-A 85 year old male Known hypertensive for 20 years on amlodipine 10 mg,end stage renal disease for 6 months on regular haemodialysis, presented with high grade continuous fever associated with rigor, confusion and decrease level of consciousness for 2 days; at the same times his family noticed that he was unable to speak, swallow or to move his limbs there was no mouth deviation or history of seizure.
-On examination: the patient looked unwell with NG tube and permeant haemodialysis catheter, pulse 80,BP 160/100, cardiovascular system revealed tender hepatomegaly with bilateral lower limb oedema; neurological examination:GCS6/15 (Aphasic+spontinous eye opening),Bilateral cataract, no neck stiffness or carotid bruit, right side showed hypotonia with normal reflexes, left side findings include hypotonia and hyper reflexia with extensor planter reflex. Power, sensation and coordination couldn’t be assessed (locked in syndrome), fundoscopy not done.

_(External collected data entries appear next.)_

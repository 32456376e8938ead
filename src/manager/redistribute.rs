//! Job redistribution for elevators that are gone.
//!
//! Only [crate::fleet::CallState::Call] slots are handed on. Other states are cab calls or runs
//! in progress that do not survive the elevator they belonged to.

use crate::fleet::{ElevatorSnapshot, PeerId};
use crate::message::Event;

/// Synthetic hall calls for every `CALL` slot of a lost elevator.
///
/// Floors ascending, up before down, one event per slot.
pub fn orphaned_calls(lost: &ElevatorSnapshot) -> Vec<Event> {
    lost.calls()
        .into_iter()
        .filter_map(|(floor, dir)| Event::hall_call(floor, dir))
        .collect()
}

/// Outcome of dispatching one hall call, real or synthetic.
#[derive(Debug, Clone, Copy, PartialEq, Eq)]
pub struct Dispatch {
    /// The hall call
    pub event: Event,
    /// Who got it, `None` if it was dropped
    pub assigned: Option<PeerId>,
}
//! Serialization and Deserialization for [ElevatorSnapshot], [FleetSnapshot] and [Event]
//!
//! Uses `bincode` for the message bodies. Decoders validate floors, so the rest of the
//! master can index run arrays without checking again.

use anyhow::{bail, Context, Result};

use crate::fleet::{ElevatorSnapshot, FleetSnapshot};
use crate::message::Event;

/// Serializes an `ElevatorSnapshot` into a binary format.
pub fn serialize_elevator(elev: &ElevatorSnapshot) -> Result<Vec<u8>> {
    bincode::serialize(elev).context("Serialization of elevator snapshot failed")
}

/// Deserializes an `ElevatorSnapshot`, rejecting floors outside the building.
pub fn deserialize_elevator(data: &[u8]) -> Result<ElevatorSnapshot> {
    let elev: ElevatorSnapshot = bincode::deserialize(data)
        .context("Deserialization of elevator snapshot failed")?;
    if !elev.is_valid() {
        bail!("Elevator snapshot reports floor {}", elev.current_floor);
    }
    Ok(elev)
}

/// Serializes a `FleetSnapshot` into a binary format.
pub fn serialize_fleet(fleet: &FleetSnapshot) -> Result<Vec<u8>> {
    bincode::serialize(fleet).context("Serialization of fleet snapshot failed")
}

/// Deserializes a `FleetSnapshot`. One bad entry rejects the whole snapshot.
pub fn deserialize_fleet(data: &[u8]) -> Result<FleetSnapshot> {
    let fleet: FleetSnapshot = bincode::deserialize(data)
        .context("Deserialization of fleet snapshot failed")?;
    if let Some((peer, elev)) = fleet.iter().find(|(_, e)| !e.is_valid()) {
        bail!("Fleet snapshot entry {} reports floor {}", peer, elev.current_floor);
    }
    Ok(fleet)
}

/// Serializes an `Event` into a binary format.
pub fn serialize_event(event: &Event) -> Result<Vec<u8>> {
    bincode::serialize(event).context("Serialization of event failed")
}

/// Deserializes an `Event`, rejecting floors outside the building.
pub fn deserialize_event(data: &[u8]) -> Result<Event> {
    let event: Event = bincode::deserialize(data)
        .context("Deserialization of event failed")?;
    if !event.is_valid() {
        bail!("Event {:?} at floor {}", event.event_type, event.floor);
    }
    Ok(event)
}

/// Serializes a queue number.
pub fn serialize_queue_number(number: u32) -> Result<Vec<u8>> {
    bincode::serialize(&number).context("Serialization of queue number failed")
}


#[cfg(test)]
mod tests {
    use super::*;
    use crate::fleet::{CallState, Dirn};
    use crate::message::EventType;

    #[test]
    fn fleet_keeps_runs_through_the_wire() {
        let mut elev = ElevatorSnapshot::default();
        elev.current_floor = 3;
        elev.dir = Dirn::Down;
        elev.downruns[1] = CallState::Call;
        elev.upruns[0] = CallState::Internal(9);
        let mut fleet = FleetSnapshot::new();
        fleet.insert("10.100.23.20".parse().unwrap(), elev);

        let bytes = serialize_fleet(&fleet).unwrap();
        assert_eq!(deserialize_fleet(&bytes).unwrap(), fleet);
    }

    #[test]
    fn snapshot_with_floor_out_of_range_is_rejected() {
        let mut elev = ElevatorSnapshot::default();
        elev.current_floor = 200;
        let bytes = bincode::serialize(&elev).unwrap();
        assert!(deserialize_elevator(&bytes).is_err());
    }

    #[test]
    fn truncated_body_is_rejected() {
        let event = Event { event_type: EventType::ButtonCallUp, floor: 1 };
        let bytes = serialize_event(&event).unwrap();
        assert!(deserialize_event(&bytes[..bytes.len() - 1]).is_err());
    }
}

-Investigations shows: Twbcs 17, Haemoglobin 6.5 (normocytic normochromic), Platelets 131, RBG 184,RFT:urea142 mg/dl,S.creatinine 7.2 mg/dl,Na 122mmol/l,K5 mmol/l, INR 1.7. MRI brain, MRA & MRV confirm a diagnosis of top of basilar artery infarction.
-the patient received i.v antibiotics renal dose, dual antiplatelet therapy, enoxaparin 4,000 i.u O.D, blood transfusion, and frequent session of haemodialysis. Later the patient developed bilateral epistaxis and bleeding per mouth manged with fresh frozen plasma, heparin free haemodialysis session and stopping of enoxaparin and antiplatelets. Patient discharged 14 days later static on locked in with GCS 6/15.